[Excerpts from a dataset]
--
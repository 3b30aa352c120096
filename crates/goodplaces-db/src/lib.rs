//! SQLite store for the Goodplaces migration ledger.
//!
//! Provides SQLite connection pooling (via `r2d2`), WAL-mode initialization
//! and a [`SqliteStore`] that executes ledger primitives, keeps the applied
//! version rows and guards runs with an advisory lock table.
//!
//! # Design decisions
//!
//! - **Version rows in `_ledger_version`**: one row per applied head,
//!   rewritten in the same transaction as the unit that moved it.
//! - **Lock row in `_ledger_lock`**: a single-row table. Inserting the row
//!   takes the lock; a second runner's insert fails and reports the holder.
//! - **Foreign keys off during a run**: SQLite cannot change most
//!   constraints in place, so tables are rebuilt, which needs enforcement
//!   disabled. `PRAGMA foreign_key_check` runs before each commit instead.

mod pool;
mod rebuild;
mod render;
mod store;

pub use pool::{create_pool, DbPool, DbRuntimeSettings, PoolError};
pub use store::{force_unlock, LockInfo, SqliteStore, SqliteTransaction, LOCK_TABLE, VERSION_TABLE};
--
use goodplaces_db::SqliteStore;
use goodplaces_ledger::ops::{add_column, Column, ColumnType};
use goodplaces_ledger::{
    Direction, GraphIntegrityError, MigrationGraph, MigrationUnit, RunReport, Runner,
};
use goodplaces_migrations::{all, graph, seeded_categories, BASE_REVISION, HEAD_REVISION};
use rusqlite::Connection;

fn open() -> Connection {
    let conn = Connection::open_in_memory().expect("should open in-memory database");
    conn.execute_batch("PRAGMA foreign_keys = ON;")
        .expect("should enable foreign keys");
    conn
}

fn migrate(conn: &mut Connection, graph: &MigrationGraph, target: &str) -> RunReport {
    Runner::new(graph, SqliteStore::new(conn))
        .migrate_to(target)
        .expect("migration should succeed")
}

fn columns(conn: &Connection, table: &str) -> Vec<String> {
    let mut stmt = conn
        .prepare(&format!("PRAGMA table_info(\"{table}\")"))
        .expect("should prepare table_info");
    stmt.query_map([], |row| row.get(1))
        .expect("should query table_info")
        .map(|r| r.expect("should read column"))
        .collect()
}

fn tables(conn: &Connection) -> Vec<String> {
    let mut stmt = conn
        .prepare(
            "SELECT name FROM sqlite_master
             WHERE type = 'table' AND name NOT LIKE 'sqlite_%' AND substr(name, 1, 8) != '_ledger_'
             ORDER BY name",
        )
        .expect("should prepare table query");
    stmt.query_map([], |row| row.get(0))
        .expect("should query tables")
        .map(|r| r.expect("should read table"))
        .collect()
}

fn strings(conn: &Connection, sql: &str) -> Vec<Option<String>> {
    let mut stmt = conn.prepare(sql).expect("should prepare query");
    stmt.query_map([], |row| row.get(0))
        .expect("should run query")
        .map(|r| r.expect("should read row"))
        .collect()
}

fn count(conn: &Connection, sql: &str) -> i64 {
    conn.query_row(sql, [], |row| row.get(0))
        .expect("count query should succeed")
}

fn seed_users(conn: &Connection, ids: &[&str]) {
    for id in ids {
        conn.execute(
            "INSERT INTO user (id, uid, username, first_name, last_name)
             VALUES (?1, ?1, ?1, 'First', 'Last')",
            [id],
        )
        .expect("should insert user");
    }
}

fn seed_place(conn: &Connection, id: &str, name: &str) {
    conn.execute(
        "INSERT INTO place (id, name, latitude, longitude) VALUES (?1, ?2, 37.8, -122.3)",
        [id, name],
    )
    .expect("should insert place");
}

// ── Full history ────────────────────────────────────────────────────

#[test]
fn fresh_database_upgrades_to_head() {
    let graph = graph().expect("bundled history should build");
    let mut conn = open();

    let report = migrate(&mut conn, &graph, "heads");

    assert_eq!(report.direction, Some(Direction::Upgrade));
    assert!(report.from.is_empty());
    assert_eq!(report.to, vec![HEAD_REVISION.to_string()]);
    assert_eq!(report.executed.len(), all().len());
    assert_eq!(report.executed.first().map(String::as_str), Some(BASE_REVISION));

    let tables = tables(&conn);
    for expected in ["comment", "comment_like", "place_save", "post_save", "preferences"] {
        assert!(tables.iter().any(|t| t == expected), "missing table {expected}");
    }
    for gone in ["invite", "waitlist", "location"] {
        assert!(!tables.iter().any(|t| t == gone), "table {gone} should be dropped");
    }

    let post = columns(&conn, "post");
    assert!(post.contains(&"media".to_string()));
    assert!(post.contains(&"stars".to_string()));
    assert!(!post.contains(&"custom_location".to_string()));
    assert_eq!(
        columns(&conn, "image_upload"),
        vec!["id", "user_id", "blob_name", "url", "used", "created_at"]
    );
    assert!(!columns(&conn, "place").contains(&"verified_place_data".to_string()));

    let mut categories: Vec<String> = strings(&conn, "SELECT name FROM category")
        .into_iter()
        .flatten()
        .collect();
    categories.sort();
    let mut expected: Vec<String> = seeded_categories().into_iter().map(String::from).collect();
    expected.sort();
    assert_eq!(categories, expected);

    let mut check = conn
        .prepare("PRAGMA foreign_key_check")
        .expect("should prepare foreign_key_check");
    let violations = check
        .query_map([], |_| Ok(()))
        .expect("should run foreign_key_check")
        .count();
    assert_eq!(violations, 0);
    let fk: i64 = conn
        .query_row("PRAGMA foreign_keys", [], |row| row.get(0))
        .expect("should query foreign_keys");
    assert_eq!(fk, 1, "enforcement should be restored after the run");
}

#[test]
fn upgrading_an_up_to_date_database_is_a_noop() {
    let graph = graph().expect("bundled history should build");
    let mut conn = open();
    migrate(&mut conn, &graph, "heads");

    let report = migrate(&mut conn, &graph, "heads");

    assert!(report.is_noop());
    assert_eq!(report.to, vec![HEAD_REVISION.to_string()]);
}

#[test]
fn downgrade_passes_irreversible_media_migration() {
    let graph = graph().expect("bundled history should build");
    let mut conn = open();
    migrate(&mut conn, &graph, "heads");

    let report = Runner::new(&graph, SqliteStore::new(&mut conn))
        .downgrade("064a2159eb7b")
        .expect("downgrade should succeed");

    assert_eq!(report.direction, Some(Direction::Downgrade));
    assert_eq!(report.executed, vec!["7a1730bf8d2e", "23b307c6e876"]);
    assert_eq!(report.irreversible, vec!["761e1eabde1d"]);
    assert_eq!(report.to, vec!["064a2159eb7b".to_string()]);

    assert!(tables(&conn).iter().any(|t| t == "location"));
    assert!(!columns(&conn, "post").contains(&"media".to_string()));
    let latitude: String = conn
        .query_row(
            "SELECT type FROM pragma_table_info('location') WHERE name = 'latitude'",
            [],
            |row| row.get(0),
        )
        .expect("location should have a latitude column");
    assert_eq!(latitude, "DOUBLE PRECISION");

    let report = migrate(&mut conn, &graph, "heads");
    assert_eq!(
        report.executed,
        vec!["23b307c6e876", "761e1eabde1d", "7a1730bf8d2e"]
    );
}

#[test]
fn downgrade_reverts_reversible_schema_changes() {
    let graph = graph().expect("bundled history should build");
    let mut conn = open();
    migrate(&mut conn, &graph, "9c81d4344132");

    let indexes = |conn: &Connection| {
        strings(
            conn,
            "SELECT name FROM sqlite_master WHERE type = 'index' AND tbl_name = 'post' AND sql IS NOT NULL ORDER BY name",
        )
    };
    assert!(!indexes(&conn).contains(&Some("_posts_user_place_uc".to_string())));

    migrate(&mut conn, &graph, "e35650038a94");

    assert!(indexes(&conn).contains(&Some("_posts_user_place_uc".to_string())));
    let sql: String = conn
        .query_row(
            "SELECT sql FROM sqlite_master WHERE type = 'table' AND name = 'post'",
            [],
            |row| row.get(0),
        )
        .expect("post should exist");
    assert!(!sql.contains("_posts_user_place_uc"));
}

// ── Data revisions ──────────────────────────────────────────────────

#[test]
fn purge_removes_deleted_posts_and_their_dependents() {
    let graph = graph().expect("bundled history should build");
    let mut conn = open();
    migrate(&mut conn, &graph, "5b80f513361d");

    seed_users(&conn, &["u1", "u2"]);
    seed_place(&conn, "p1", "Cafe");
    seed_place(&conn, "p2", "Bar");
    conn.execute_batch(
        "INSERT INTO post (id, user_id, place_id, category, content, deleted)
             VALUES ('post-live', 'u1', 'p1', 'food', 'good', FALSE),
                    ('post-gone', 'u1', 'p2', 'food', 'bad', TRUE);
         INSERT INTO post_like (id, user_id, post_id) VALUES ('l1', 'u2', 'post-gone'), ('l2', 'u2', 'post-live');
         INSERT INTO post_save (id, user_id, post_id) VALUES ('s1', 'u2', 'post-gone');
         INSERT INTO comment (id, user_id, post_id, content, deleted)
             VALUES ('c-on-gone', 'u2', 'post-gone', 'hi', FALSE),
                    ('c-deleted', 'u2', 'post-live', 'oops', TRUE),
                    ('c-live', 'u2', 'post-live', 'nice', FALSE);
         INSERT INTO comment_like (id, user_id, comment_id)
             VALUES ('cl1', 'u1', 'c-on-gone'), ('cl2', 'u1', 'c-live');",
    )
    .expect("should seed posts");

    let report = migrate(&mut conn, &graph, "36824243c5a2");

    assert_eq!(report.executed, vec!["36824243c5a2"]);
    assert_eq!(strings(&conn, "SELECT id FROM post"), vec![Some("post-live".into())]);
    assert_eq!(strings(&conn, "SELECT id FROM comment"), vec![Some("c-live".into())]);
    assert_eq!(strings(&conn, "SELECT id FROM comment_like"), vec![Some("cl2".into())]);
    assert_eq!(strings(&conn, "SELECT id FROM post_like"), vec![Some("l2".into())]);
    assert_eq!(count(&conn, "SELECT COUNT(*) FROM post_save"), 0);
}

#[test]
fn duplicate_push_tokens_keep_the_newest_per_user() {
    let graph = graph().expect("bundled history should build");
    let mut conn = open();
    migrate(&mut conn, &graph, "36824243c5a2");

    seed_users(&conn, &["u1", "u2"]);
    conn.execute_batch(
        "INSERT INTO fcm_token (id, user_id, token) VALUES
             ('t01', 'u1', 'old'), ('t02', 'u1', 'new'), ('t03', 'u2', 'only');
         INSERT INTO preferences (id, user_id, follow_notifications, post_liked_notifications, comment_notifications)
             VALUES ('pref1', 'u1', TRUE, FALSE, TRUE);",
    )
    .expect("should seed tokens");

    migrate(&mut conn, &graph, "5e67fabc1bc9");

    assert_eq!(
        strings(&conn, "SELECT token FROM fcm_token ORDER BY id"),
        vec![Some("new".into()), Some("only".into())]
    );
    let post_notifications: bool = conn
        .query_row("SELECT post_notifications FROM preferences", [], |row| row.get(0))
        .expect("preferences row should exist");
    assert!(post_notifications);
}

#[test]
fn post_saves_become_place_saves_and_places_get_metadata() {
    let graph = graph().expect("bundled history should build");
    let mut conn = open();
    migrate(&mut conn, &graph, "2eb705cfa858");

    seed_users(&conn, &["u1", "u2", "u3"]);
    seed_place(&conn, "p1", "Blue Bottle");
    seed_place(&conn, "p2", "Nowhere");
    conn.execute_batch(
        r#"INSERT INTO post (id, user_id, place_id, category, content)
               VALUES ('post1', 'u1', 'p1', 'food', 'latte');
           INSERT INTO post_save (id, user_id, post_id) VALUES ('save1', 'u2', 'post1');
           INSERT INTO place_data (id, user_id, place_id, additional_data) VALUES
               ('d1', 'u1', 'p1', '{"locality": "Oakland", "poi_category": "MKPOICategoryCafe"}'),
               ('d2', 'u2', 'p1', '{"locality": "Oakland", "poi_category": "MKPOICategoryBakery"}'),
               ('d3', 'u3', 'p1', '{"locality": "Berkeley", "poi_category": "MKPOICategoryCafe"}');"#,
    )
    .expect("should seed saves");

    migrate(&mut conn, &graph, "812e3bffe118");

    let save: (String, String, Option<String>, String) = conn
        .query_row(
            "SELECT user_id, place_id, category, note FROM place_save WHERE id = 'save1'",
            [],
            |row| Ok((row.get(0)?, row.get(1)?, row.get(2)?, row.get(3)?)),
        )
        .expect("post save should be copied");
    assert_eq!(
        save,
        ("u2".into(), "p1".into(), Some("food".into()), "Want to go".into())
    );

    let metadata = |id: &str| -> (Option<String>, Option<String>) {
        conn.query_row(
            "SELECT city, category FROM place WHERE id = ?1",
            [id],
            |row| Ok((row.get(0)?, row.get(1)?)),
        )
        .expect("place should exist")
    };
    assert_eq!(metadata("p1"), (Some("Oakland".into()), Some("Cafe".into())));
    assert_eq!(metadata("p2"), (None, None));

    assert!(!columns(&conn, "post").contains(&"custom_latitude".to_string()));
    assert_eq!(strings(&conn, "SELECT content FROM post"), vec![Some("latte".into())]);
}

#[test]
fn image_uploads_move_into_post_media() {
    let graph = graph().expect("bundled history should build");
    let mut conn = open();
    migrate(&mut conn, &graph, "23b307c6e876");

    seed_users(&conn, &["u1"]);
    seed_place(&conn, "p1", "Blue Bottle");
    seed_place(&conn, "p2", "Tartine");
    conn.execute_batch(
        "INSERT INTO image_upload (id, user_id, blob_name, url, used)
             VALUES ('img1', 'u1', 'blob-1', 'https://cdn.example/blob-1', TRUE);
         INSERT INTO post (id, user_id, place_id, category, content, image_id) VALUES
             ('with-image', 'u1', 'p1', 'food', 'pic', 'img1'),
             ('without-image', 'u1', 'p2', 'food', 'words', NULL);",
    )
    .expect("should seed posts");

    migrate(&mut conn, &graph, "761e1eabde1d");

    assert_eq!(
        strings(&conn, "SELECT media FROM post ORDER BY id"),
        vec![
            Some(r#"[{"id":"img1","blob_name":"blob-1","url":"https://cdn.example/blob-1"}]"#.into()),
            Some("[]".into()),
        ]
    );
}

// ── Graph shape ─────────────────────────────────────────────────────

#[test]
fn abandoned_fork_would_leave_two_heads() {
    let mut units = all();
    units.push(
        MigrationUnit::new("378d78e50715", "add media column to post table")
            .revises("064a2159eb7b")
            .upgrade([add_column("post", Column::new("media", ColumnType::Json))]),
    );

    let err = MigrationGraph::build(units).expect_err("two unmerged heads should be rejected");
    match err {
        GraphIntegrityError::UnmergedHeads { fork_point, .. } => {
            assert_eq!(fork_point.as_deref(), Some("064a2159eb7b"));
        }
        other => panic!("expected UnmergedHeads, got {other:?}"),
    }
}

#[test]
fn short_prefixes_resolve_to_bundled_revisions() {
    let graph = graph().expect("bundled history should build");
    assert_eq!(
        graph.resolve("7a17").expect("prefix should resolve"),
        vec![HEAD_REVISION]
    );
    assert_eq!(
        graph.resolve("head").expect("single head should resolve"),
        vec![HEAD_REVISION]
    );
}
--
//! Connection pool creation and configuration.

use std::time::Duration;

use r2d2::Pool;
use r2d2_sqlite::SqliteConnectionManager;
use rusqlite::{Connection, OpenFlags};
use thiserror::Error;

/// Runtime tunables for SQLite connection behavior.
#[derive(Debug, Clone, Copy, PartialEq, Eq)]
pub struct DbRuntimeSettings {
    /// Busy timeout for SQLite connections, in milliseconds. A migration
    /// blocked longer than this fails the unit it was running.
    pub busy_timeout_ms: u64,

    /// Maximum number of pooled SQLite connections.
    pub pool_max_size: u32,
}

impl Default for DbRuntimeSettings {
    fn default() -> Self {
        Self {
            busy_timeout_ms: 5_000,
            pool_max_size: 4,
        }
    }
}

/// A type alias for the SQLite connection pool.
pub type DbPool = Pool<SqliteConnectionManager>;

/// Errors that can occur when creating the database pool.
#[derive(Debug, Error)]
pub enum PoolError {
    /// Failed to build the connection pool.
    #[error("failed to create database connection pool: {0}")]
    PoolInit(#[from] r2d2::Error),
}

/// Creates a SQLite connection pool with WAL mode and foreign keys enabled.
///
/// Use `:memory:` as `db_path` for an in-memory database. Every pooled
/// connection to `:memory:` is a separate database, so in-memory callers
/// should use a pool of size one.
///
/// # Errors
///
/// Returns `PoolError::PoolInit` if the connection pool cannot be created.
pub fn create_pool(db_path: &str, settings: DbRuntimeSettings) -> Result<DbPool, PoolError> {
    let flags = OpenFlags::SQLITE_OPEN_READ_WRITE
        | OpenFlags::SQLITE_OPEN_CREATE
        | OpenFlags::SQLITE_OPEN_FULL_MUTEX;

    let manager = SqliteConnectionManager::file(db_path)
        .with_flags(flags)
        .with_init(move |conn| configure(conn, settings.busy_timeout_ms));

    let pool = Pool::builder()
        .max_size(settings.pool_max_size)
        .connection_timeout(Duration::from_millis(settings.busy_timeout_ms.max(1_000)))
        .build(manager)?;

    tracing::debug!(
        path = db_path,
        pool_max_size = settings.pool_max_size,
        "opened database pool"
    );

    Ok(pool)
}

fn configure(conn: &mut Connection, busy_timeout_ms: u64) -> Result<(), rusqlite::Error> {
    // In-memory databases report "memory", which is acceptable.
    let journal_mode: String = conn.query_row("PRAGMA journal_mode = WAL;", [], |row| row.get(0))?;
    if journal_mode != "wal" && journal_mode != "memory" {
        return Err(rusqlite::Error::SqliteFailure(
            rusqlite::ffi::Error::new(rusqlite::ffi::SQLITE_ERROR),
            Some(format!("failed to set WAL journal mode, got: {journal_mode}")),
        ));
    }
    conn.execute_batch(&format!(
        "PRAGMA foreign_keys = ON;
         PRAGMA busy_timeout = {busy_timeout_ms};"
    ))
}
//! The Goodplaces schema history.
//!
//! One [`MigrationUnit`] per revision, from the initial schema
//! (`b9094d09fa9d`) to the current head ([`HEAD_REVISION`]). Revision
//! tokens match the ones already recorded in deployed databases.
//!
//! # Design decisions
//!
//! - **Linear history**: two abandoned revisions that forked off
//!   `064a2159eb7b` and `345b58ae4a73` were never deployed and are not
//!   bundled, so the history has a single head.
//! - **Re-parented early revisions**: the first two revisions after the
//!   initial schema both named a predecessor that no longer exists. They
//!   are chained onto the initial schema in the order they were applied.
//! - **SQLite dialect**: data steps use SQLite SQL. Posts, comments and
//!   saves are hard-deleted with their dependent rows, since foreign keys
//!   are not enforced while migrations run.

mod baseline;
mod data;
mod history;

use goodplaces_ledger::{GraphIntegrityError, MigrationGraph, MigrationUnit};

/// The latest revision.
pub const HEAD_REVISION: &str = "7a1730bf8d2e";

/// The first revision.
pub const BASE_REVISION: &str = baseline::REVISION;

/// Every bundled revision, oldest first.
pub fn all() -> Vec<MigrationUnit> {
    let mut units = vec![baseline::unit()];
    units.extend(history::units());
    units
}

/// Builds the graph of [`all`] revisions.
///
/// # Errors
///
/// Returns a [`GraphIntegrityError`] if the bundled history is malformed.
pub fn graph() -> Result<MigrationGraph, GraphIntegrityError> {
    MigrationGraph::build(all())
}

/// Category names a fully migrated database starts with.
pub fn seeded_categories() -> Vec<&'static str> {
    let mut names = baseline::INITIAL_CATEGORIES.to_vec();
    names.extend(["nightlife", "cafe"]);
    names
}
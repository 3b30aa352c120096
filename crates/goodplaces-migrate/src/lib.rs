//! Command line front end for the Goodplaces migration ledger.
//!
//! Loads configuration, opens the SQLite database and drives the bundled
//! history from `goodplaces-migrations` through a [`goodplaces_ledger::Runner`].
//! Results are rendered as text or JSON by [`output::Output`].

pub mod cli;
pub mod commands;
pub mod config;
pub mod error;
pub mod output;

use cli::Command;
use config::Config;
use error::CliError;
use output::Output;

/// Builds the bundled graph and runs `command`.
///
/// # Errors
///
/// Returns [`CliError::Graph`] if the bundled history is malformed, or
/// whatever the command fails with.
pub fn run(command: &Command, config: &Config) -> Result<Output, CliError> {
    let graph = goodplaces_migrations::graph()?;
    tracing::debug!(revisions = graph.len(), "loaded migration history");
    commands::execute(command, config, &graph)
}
--
- **Exercise requirements**
Filter the entries and keep only the lines holding "were".

- **Output below**
//!   `064a2159eb7b` and `345b58ae4a73` were never deployed and are not
//!   are chained onto the initial schema in the order they were applied.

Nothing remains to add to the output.